» **Exercise prompt**:
Copy out each line in the listing below where the word "struct" appears.
★ ★ ★
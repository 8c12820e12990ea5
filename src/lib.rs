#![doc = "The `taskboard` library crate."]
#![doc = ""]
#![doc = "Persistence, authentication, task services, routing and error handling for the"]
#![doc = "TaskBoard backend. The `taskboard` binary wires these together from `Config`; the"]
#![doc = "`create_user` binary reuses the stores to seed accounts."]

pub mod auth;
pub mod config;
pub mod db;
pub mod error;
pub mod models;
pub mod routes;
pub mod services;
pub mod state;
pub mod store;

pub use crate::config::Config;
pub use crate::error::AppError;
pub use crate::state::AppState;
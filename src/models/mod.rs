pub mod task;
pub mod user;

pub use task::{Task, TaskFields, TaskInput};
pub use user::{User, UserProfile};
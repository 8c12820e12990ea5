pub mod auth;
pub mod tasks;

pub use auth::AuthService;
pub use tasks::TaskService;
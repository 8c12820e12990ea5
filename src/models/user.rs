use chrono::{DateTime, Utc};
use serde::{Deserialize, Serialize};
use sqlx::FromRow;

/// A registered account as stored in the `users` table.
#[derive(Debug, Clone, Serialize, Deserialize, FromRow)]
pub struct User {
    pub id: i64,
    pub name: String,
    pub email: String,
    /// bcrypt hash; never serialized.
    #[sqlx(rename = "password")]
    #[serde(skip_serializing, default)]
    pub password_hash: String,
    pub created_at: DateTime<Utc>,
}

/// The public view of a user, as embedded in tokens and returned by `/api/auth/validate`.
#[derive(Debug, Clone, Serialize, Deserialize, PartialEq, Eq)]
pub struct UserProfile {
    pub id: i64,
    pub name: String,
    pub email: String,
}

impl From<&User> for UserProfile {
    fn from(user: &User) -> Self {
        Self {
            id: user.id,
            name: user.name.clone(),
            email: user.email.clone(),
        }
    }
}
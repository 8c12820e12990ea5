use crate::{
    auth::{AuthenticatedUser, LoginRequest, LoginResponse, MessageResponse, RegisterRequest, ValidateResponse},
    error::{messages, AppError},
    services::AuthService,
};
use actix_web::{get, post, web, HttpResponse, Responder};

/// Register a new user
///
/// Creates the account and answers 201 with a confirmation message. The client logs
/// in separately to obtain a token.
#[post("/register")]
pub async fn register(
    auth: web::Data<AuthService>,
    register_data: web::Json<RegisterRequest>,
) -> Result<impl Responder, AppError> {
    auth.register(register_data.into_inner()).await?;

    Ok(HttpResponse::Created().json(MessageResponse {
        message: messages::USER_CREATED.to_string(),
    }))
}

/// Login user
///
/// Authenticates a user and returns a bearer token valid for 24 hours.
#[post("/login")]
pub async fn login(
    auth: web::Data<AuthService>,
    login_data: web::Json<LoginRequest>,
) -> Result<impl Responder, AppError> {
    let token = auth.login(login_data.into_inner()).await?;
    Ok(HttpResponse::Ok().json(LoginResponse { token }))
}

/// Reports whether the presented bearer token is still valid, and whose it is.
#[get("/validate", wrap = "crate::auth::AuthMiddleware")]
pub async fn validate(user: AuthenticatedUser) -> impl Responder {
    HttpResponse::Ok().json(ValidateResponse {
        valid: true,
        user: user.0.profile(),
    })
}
★ ★ ★
» **Reply**:
pub struct User {
pub struct UserProfile {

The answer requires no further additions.